_EXERCISE DIRECTIONS_
Pick out each line in these entries that contains the string "Reads".
*** INFORMATION Section Begins ***
use crate::{
    address::{AddressValidator, Network, RecipientAddress},
    amount::Amount,
    memo::MemoBytes,
    param::{IndexedParameter, OtherParam, Param, REQUIRED_PREFIX},
    payment::{PaymentRequest, ParserResult},
    pct_enc::{
        table::{ALPHA, PARAM_INDEX, PARAM_NAME},
        Table,
    },
    qchar::QcharString,
    render::SCHEME_PREFIX,
    Error, Result,
};
use tracing::{debug, trace};

/// Returns immediately with a syntax error at the given byte offset.
macro_rules! err {
    ($pos:expr, $msg:literal) => {
        return Err(Error::ParseError(format!(concat!($msg, " at index {}"), $pos)))
    };
}

/// The longest parameter index, in digits.
const MAX_INDEX_LEN: usize = 4;

pub(crate) fn parse<V: AddressValidator + ?Sized>(
    s: &str,
    network: Network,
    validator: &V,
) -> Result<ParserResult> {
    let parser = Parser { network, validator };
    let res = parser.parse_uri(s);
    if let Err(e) = &res {
        debug!(error = %e, index = ?e.payment_index(), "rejected payment URI");
    }
    res
}

/// Payment URI parser.
///
/// The URI is split into an optional leading address and a query, and every
/// query parameter is validated on its own as soon as it is read. Grouping
/// parameters into payments happens only after the whole query is read.
struct Parser<'v, V: ?Sized> {
    network: Network,
    validator: &'v V,
}

/// A cursor over the query string.
///
/// # Invariants
///
/// `pos <= s.len()`, `pos` is non-decreasing and only ever stops on an
/// ASCII byte or at the end, so slicing `s` at `pos` is always valid.
struct Reader<'a> {
    s: &'a str,
    pos: usize,
}

impl<'a> Reader<'a> {
    fn new(s: &'a str) -> Self {
        Reader { s, pos: 0 }
    }

    fn has_remaining(&self) -> bool {
        self.pos < self.s.len()
    }

    fn peek(&self) -> Option<u8> {
        self.s.as_bytes().get(self.pos).copied()
    }

    // Returns `true` iff `x` is read.
    fn read_given(&mut self, x: u8) -> bool {
        if self.peek() == Some(x) {
            // INVARIANT: `x` is ASCII here.
            self.pos += 1;
            true
        } else {
            false
        }
    }

    // Reads as many bytes allowed by the table as possible.
    fn read(&mut self, table: &Table) -> &'a str {
        let start = self.pos;
        let rest = &self.s.as_bytes()[start..];
        let n = rest
            .iter()
            .position(|&x| !table.allows_ascii(x))
            .unwrap_or(rest.len());
        // INVARIANT: The table is ASCII-only, so the read stops on an ASCII byte or the end.
        self.pos += n;
        &self.s[start..self.pos]
    }

    // Reads everything up to the next `delim` or the end.
    fn read_until(&mut self, delim: u8) -> &'a str {
        let start = self.pos;
        let n = self.s.as_bytes()[start..]
            .iter()
            .position(|&x| x == delim)
            .unwrap_or(self.s.len() - start);
        // INVARIANT: `delim` is ASCII.
        self.pos += n;
        &self.s[start..self.pos]
    }
}

/// A parameter as written in the URI, before validation.
struct RawParam<'a> {
    key: &'a str,
    name: &'a str,
    index: usize,
    value: Option<&'a str>,
}

impl<V: AddressValidator + ?Sized> Parser<'_, V> {
    fn parse_uri(&self, s: &str) -> Result<ParserResult> {
        let Some(rest) = s.strip_prefix(SCHEME_PREFIX) else {
            return Err(Error::ParseError(format!(
                "payment URI must start with {SCHEME_PREFIX:?}"
            )));
        };

        let (addr, query) = match rest.split_once('?') {
            Some((addr, query)) => (addr, Some(query)),
            None => (rest, None),
        };

        let leading = if addr.is_empty() {
            None
        } else {
            Some(self.address(addr, 0)?)
        };

        let Some(query) = query else {
            return leading.map(ParserResult::Legacy).ok_or(Error::InvalidUri);
        };

        let mut params = Vec::new();
        if let Some(address) = leading {
            params.push(IndexedParameter {
                index: 0,
                param: Param::Address(address),
            });
        }

        let mut reader = Reader::new(query);
        loop {
            let raw = read_param(&mut reader)?;
            trace!(key = raw.key, index = raw.index, "read parameter");
            params.push(IndexedParameter {
                index: raw.index,
                param: self.param(&raw)?,
            });
            if !reader.read_given(b'&') {
                break;
            }
        }
        debug_assert!(!reader.has_remaining());

        PaymentRequest::from_indexed(params).map(ParserResult::Request)
    }

    fn address(&self, value: &str, index: usize) -> Result<RecipientAddress> {
        RecipientAddress::validate(value, self.network, self.validator, index)
    }

    /// Validates a parameter value according to its name.
    fn param(&self, raw: &RawParam<'_>) -> Result<Param> {
        let RawParam {
            name, index, value, ..
        } = *raw;

        if name.starts_with(REQUIRED_PREFIX) {
            return Err(Error::UnknownRequiredParameter(name.to_owned()));
        }

        // Reserved names without a value read as an empty value.
        let text = value.unwrap_or("");
        let param = match name {
            "address" => Param::Address(self.address(text, index)?),
            "amount" => Param::Amount(
                text.parse::<Amount>()
                    .map_err(|e| Error::from_amount(e, index))?,
            ),
            "memo" => Param::Memo(
                MemoBytes::from_base64url(text).map_err(|e| Error::from_memo(e, index))?,
            ),
            "label" => Param::Label(qchar(text)?),
            "message" => Param::Message(qchar(text)?),
            _ => Param::Other(OtherParam::parse(name, value)?),
        };
        Ok(param)
    }
}

fn qchar(value: &str) -> Result<QcharString> {
    QcharString::from_encoded(value).map_err(|_| Error::QcharDecodeFailed(value.to_owned()))
}

/// Reads one `key[=value]` parameter and stops before the next `&`.
fn read_param<'a>(r: &mut Reader<'a>) -> Result<RawParam<'a>> {
    let start = r.pos;
    if !r.has_remaining() || r.peek() == Some(b'&') {
        err!(start, "empty parameter");
    }

    let name = r.read(&PARAM_NAME);
    if !name.bytes().next().is_some_and(|x| ALPHA.allows_ascii(x)) {
        err!(start, "invalid parameter name");
    }

    let mut index = 0;
    if r.read_given(b'.') {
        let digits_start = r.pos;
        let digits = r.read(&PARAM_INDEX);
        if digits.is_empty() {
            err!(digits_start, "empty parameter index");
        }
        let key = &r.s[start..r.pos];
        if digits.len() > MAX_INDEX_LEN || digits.starts_with('0') {
            return Err(Error::InvalidParamIndex(key.to_owned()));
        }
        index = digits
            .parse()
            .map_err(|_| Error::InvalidParamIndex(key.to_owned()))?;
    }
    let key = &r.s[start..r.pos];

    let value = if r.read_given(b'=') {
        Some(r.read_until(b'&'))
    } else {
        None
    };
    if r.has_remaining() && r.peek() != Some(b'&') {
        err!(r.pos, "unexpected character in parameter key");
    }

    Ok(RawParam {
        key,
        name,
        index,
        value,
    })
}

#[cfg(test)]
mod tests {
    use super::*;

    fn read_all(query: &str) -> Result<Vec<(String, usize, Option<String>)>> {
        let mut r = Reader::new(query);
        let mut out = Vec::new();
        loop {
            let p = read_param(&mut r)?;
            out.push((p.name.to_owned(), p.index, p.value.map(str::to_owned)));
            if !r.read_given(b'&') {
                break;
            }
        }
        Ok(out)
    }

    #[test]
    fn tokens() {
        assert_eq!(
            read_all("address.1=abc&amount=1.5&foo&bar=").unwrap(),
            [
                ("address".into(), 1, Some("abc".into())),
                ("amount".into(), 0, Some("1.5".into())),
                ("foo".into(), 0, None),
                ("bar".into(), 0, Some(String::new())),
            ]
        );
        assert_eq!(read_all("a.9999=").unwrap()[0].1, 9999);
    }

    #[test]
    fn malformed_keys() {
        for query in ["", "&a", "a&", "a&&b", "1a=x", ".1=x", "a.=x", "a.1x=x", "a*b=x", "a b"] {
            assert!(
                matches!(read_all(query), Err(Error::ParseError(_))),
                "{query:?}"
            );
        }
    }

    #[test]
    fn out_of_range_indices() {
        for (query, key) in [
            ("amount.0=1", "amount.0"),
            ("amount.01=1", "amount.01"),
            ("amount.10000=1", "amount.10000"),
        ] {
            assert_eq!(read_all(query), Err(Error::InvalidParamIndex(key.into())));
        }
    }

    #[test]
    fn value_may_contain_anything_but_ampersand() {
        let params = read_all("label=a=b?c&x").unwrap();
        assert_eq!(params[0].2.as_deref(), Some("a=b?c"));
        assert_eq!(params.len(), 2);
    }
}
*** INFORMATION Section Ends ***
_YOUR RESPONSE_
    // Reads as many bytes allowed by the table as possible.
    // Reads everything up to the next `delim` or the end.
/// Reads one `key[=value]` parameter and stops before the next `&`.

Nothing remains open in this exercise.